PEM is a widely used encoding format for security certificates. Syntax and content is defined by X.509 v3 standards for digital certificates, defined in IETF RFC 5280 specifications. The main file extensions are .pem, .crt, .ca-bundle.
A PEM certificate is a base64 (ASCII) encoded block of data encapsulated between
—–BEGIN CERTIFICATE —–
and
—–END CERTIFICATE —– lines.
The format of certificate files received from COMODO SSL Certificates → SSL General → Certificate Authority depends on the web-server type option that was chosen during the given certificate’s activation or reissue.
Choosing “Apache, Nginx, cPanel or other” will get you a PEM-encoded SSL certificate. While going with “Microsoft IIS, Tomcat” will set PKCS7 encoding preference, which is suitable for trusted security certificates in Microsoft and Tomcat server environment.

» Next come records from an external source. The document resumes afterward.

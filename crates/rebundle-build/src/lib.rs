//! Rebundle build gate
//!
//! Decides whether an externally built artifact is stale and, if so,
//! rebuilds it:
//! - Source availability check with prebuilt-artifact fallback
//! - Input discovery over files and directory trees
//! - Deterministic SHA-256 fingerprinting of paths and contents
//! - Skip-or-rebuild gating against the last recorded fingerprint
//! - Fail-fast sequential execution of toolchain steps
//!
//! # Example
//!
//! ```no_run
//! use rebundle_build::{BundlePlan, Pipeline, ProcessRunner, RecordFile, ToolStep};
//!
//! let plan = BundlePlan::new(".", "dist/app.bundle.js")
//!     .with_root("package.json")
//!     .with_root("src")
//!     .with_step(ToolStep::new("bundle", "rolldown").with_args(["-c", "rolldown.config.mjs"]));
//! let record = RecordFile::new(&plan.record);
//!
//! let outcome = Pipeline::new(plan, record, ProcessRunner::new()).run()?;
//! println!("{outcome:?}");
//! # Ok::<(), rebundle_build::BuildError>(())
//! ```

pub mod cache;
pub mod discover;
pub mod error;
pub mod fallback;
pub mod fingerprint;
pub mod gate;
pub mod pipeline;
pub mod plan;
pub mod runner;

// Re-export main types
pub use cache::{DigestStore, MemoryStore, RecordFile};
pub use discover::{discover, FileEntry, RootSpec};
pub use error::{BuildError, BuildResult};
pub use fallback::{check_sources, SourceCheck};
pub use fingerprint::{compute_fingerprint, Fingerprint};
pub use gate::{decide, Decision, RebuildReason};
pub use pipeline::{Outcome, Pipeline, Status};
pub use plan::BundlePlan;
pub use runner::{run_steps, ProcessRunner, StepRunner, StepStatus, ToolStep};
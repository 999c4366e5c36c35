//! On-disk fingerprint record

use super::DigestStore;
use crate::error::{BuildError, BuildResult};
use crate::fingerprint::Fingerprint;
use std::fs;
use std::io::ErrorKind;
use std::path::{Path, PathBuf};

/// Fingerprint record stored as a single line of hex text
#[derive(Debug, Clone)]
pub struct RecordFile {
    path: PathBuf,
}

impl RecordFile {
    pub fn new(path: impl Into<PathBuf>) -> Self {
        Self { path: path.into() }
    }

    pub fn path(&self) -> &Path {
        &self.path
    }
}

impl DigestStore for RecordFile {
    fn load(&self) -> Option<Fingerprint> {
        let text = match fs::read_to_string(&self.path) {
            Ok(text) => text,
            Err(e) if e.kind() == ErrorKind::NotFound => {
                tracing::debug!(path = %self.path.display(), "no fingerprint record");
                return None;
            }
            Err(e) => {
                tracing::warn!(path = %self.path.display(), error = %e, "unreadable fingerprint record; treating as absent");
                return None;
            }
        };

        let parsed = Fingerprint::parse(&text);
        if parsed.is_none() {
            tracing::warn!(path = %self.path.display(), "malformed fingerprint record; treating as absent");
        }
        parsed
    }

    fn store(&mut self, fingerprint: &Fingerprint) -> BuildResult<()> {
        if let Some(parent) = self.path.parent() {
            if !parent.as_os_str().is_empty() {
                fs::create_dir_all(parent).map_err(|e| BuildError::io(parent, e))?;
            }
        }

        fs::write(&self.path, fingerprint.as_str()).map_err(|e| BuildError::io(&self.path, e))
    }

    fn clear(&mut self) -> BuildResult<()> {
        match fs::remove_file(&self.path) {
            Ok(()) => Ok(()),
            Err(e) if e.kind() == ErrorKind::NotFound => Ok(()),
            Err(e) => Err(BuildError::io(&self.path, e)),
        }
    }
}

Note! For Symantec (as well as GeoTrust and Thawte), the fulfillment email will always contain a plain-text certificate in PEM format.
In a nutshell, if you have chosen your server type correctly, and the server requires a certificate to be in PEM, you should receive it in PEM. So there is no need to create a PEM file since the certificate is already in PEM format. Though, in case of nginx it is required to combine your certificate with CA certificates in a single file. You will need to open the certificate in a text editor and paste a CA Bundle received from the Certificate Authority below your certificates in the same file. There should not be any blanks between the certificate’s footer and the Bundle’s header. The extensions like .crt, .cert should not confuse you since they do not influence the certificate’s format.
A certificate in PEM format can be downloaded right within the user account after the certificate is issued.